O julgamento de Monique, que ocorreu ao longo de dez dias, resultou em uma desclassificação do homicídio doloso para culposo, decisão que foi crucial para a concessão do perdão judicial. Embora Monique tenha sido condenada, sua pena foi extinta. A juíza reconheceu que, ao longo dos últimos cinco anos, a acusada já enfrentou consequências significativas, tanto pessoais quanto sociais, o que justificaria a suspensão de uma nova punição. Este aspecto da decisão gerou forte discordância por parte de Leniel Borel, pai de Henry, que expressou sua indignação em vídeo, questionando a ênfase dada ao sofrimento de Monique em detrimento da memória do filho.
Ademais, a polêmica se intensificou após o reconhecimento da juíza de que um dos quesitos apresentados aos jurados foi elaborado de forma inadequada. Isso levou a uma nova deliberação, na qual os jurados decidiram que a omissão por parte de Monique foi culposa, o que culminou na desclassificação do crime. A situação continua a evoluir, com o Ministério Público do Rio de Janeiro anunciando a intenção de recorrer da sentença.

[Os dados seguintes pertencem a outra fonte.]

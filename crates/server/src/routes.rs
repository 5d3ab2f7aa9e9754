use axum::{routing::get, Json, Router};
use tower_http::{
    cors::CorsLayer,
    trace::{DefaultMakeSpan, DefaultOnFailure, DefaultOnRequest, DefaultOnResponse, TraceLayer},
};
use tracing::Level;
use utoipa::OpenApi;
use utoipa_swagger_ui::SwaggerUi;

use common::types::Health;

use crate::openapi::ApiDoc;
use crate::state::ServerState;

pub mod categories;
pub mod clients;
pub mod orders;
pub mod priorities;

#[utoipa::path(
    get, path = "/health", tag = "health",
    responses((status = 200, description = "Service is up", body = crate::openapi::HealthResponse))
)]
pub async fn health() -> Json<Health> {
    Json(Health { status: "ok" })
}

/// Build the full application router: health, entity CRUD and API docs.
pub fn build_router(state: ServerState, cors: CorsLayer) -> Router {
    let api = Router::new()
        .route("/api/categories", get(categories::list).post(categories::create))
        .route(
            "/api/categories/:id",
            get(categories::get).put(categories::update).delete(categories::delete),
        )
        .route("/api/orders", get(orders::list).post(orders::create))
        .route("/api/orders/:id", get(orders::get).put(orders::update).delete(orders::delete))
        .route("/api/clients", get(clients::list).post(clients::create))
        .route("/api/clients/:id", get(clients::get).put(clients::update).delete(clients::delete))
        .route("/api/priorities", get(priorities::list).post(priorities::create))
        .route(
            "/api/priorities/:id",
            get(priorities::get).put(priorities::update).delete(priorities::delete),
        )
        .with_state(state);

    Router::new()
        .route("/health", get(health))
        .merge(api)
        .merge(SwaggerUi::new("/swagger-ui").url("/api-docs/openapi.json", ApiDoc::openapi()))
        .layer(cors)
        .layer(
            TraceLayer::new_for_http()
                .make_span_with(DefaultMakeSpan::new().level(Level::INFO).include_headers(false))
                .on_request(DefaultOnRequest::new().level(Level::INFO))
                // status code and latency per response
                .on_response(DefaultOnResponse::new().level(Level::INFO).include_headers(false))
                .on_failure(DefaultOnFailure::new().level(Level::ERROR)),
        )
}
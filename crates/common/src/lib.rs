//! Shared building blocks for the tienda-facil crates: the uniform response
//! envelope, the health payload and the tracing bootstrap.

pub mod types;
pub mod utils;

pub use types::{Health, ResponseEnvelope};
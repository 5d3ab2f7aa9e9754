use axum::Router;
use configs::{AppConfig, StorageBackend};
use migration::MigratorTrait;
use tower_http::cors::CorsLayer;
use tracing::{info, warn};

use service::Repositories;

use crate::errors::StartupError;
use crate::routes;
use crate::state::ServerState;

fn build_cors() -> CorsLayer {
    CorsLayer::very_permissive()
}

/// Connect the configured storage backend and wire the services to it.
pub async fn build_state(cfg: &AppConfig) -> Result<ServerState, StartupError> {
    let repos = match cfg.storage.backend {
        StorageBackend::Memory => {
            warn!("memory storage backend selected; data is lost on restart");
            Repositories::in_memory()
        }
        StorageBackend::Postgres => {
            let db = models::db::connect_with_config(&cfg.database)
                .await
                .map_err(|e| StartupError::Database(e.to_string()))?;
            if cfg.database.run_migrations {
                migration::Migrator::up(&db, None)
                    .await
                    .map_err(|e| StartupError::Migration(e.to_string()))?;
                info!("migrations applied");
            }
            Repositories::seaorm(db)
        }
    };
    Ok(ServerState::from_repositories(repos))
}

pub fn build_app(state: ServerState) -> Router {
    routes::build_router(state, build_cors())
}

async fn shutdown_signal() {
    if let Err(e) = tokio::signal::ctrl_c().await {
        warn!(error = %e, "cannot listen for Ctrl+C; shutdown only on process kill");
        std::future::pending::<()>().await;
    }
    info!("received Ctrl+C, draining connections");
}

/// Public entry: build the app and run the HTTP server until Ctrl+C.
pub async fn run(cfg: AppConfig) -> anyhow::Result<()> {
    let state = build_state(&cfg).await?;
    let app = build_app(state);

    let listener = tokio::net::TcpListener::bind((cfg.server.host.as_str(), cfg.server.port))
        .await
        .map_err(|e| StartupError::InvalidConfig(format!("cannot bind {}:{}: {e}", cfg.server.host, cfg.server.port)))?;
    info!(addr = ?listener.local_addr().ok(), backend = ?cfg.storage.backend, "listening");
    axum::serve(listener, app).with_graceful_shutdown(shutdown_signal()).await?;
    Ok(())
}

#[cfg(test)]
mod tests {
    use super::*;

    #[tokio::test]
    async fn memory_backend_builds_without_database() {
        let mut cfg = AppConfig::default();
        cfg.storage.backend = StorageBackend::Memory;
        let state = build_state(&cfg).await.unwrap();
        assert!(state.services.categories.list().await.is_success());
    }
}
//! Timestamps for created/modified columns.
//!
//! PostgreSQL keeps microseconds, so every stamp is truncated to that
//! precision before it is stored; otherwise the value read back would differ
//! from the one returned at creation.

use chrono::{SubsecRound, TimeDelta, Utc};
use sea_orm::prelude::DateTimeWithTimeZone;

pub fn now() -> DateTimeWithTimeZone {
    Utc::now().trunc_subsecs(6).fixed_offset()
}

/// A modification stamp strictly later than `previous`.
pub fn next_modification(previous: DateTimeWithTimeZone) -> DateTimeWithTimeZone {
    let now = now();
    if now > previous { now } else { previous + TimeDelta::microseconds(1) }
}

Nesse panorama, é evidente que o caso ainda não chegou ao fim. A possibilidade de um novo julgamento está em aberto, caso os desembargadores identifiquem irregularidades que possam ter comprometido o andamento do processo. Enquanto isso, a condenação do ex-vereador Jairo Souza Santos Júnior, conhecido como Dr. Jairinho, permanece, e sua defesa também busca redução da pena de 43 anos e nove meses pela morte de Henry, um trágico evento que continua a ressoar no debate público sobre responsabilidade legal e justiça.